- **ASSIGNMENT**
Give the lines again word for word, beginning with the one containing "SpanId::new(30), ref_type: RefType::FollowsFrom" and ending with the last line of the material below.

- **INFORMATION SUPPLIED**
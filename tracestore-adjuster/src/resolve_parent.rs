use tracestore_model::{RefType, Trace};

use crate::Adjuster;

/// When a span carries more than one `ChildOf` reference — ambiguous
/// because a span has exactly one logical parent — keeps the first
/// `ChildOf` and demotes the rest to `FollowsFrom`. Spans with at most one
/// `ChildOf` reference are left untouched.
#[derive(Clone, Copy, Debug, Default)]
pub struct ResolveAmbiguousParent;

impl Adjuster for ResolveAmbiguousParent {
    fn adjust(&self, mut trace: Trace) -> Trace {
        for span in &mut trace.spans {
            let mut seen_child_of = false;
            for reference in &mut span.references {
                if reference.ref_type == RefType::ChildOf {
                    if seen_child_of {
                        reference.ref_type = RefType::FollowsFrom;
                    } else {
                        seen_child_of = true;
                    }
                }
            }
        }
        trace
    }
}

#[cfg(test)]
mod tests {
    use super::*;
    use tracestore_model::testing::new_test_trace;
    use tracestore_model::{SpanId, SpanRef, TraceId};

    #[test]
    fn keeps_only_the_first_child_of_reference() {
        let mut trace = new_test_trace(TraceId::new(0, 1));
        let trace_id = TraceId::new(0, 1);
        trace.spans[0].references = vec![
            SpanRef { trace_id, span_id: SpanId::new(10), ref_type: RefType::ChildOf },
            SpanRef { trace_id, span_id: SpanId::new(20), ref_type: RefType::ChildOf },
            SpanRef { trace_id, span_id: SpanId::new(30), ref_type: RefType::FollowsFrom },
        ];

        let adjusted = ResolveAmbiguousParent.adjust(trace);
        let refs = &adjusted.spans[0].references;

        assert_eq!(refs[0].ref_type, RefType::ChildOf);
        assert_eq!(refs[1].ref_type, RefType::FollowsFrom);
        assert_eq!(refs[2].ref_type, RefType::FollowsFrom);
    }
}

- **YOUR SOLUTION**
            SpanRef { trace_id, span_id: SpanId::new(30), ref_type: RefType::FollowsFrom },
        ];

        let adjusted = ResolveAmbiguousParent.adjust(trace);
        let refs = &adjusted.spans[0].references;

        assert_eq!(refs[0].ref_type, RefType::ChildOf);
        assert_eq!(refs[1].ref_type, RefType::FollowsFrom);
        assert_eq!(refs[2].ref_type, RefType::FollowsFrom);
    }
}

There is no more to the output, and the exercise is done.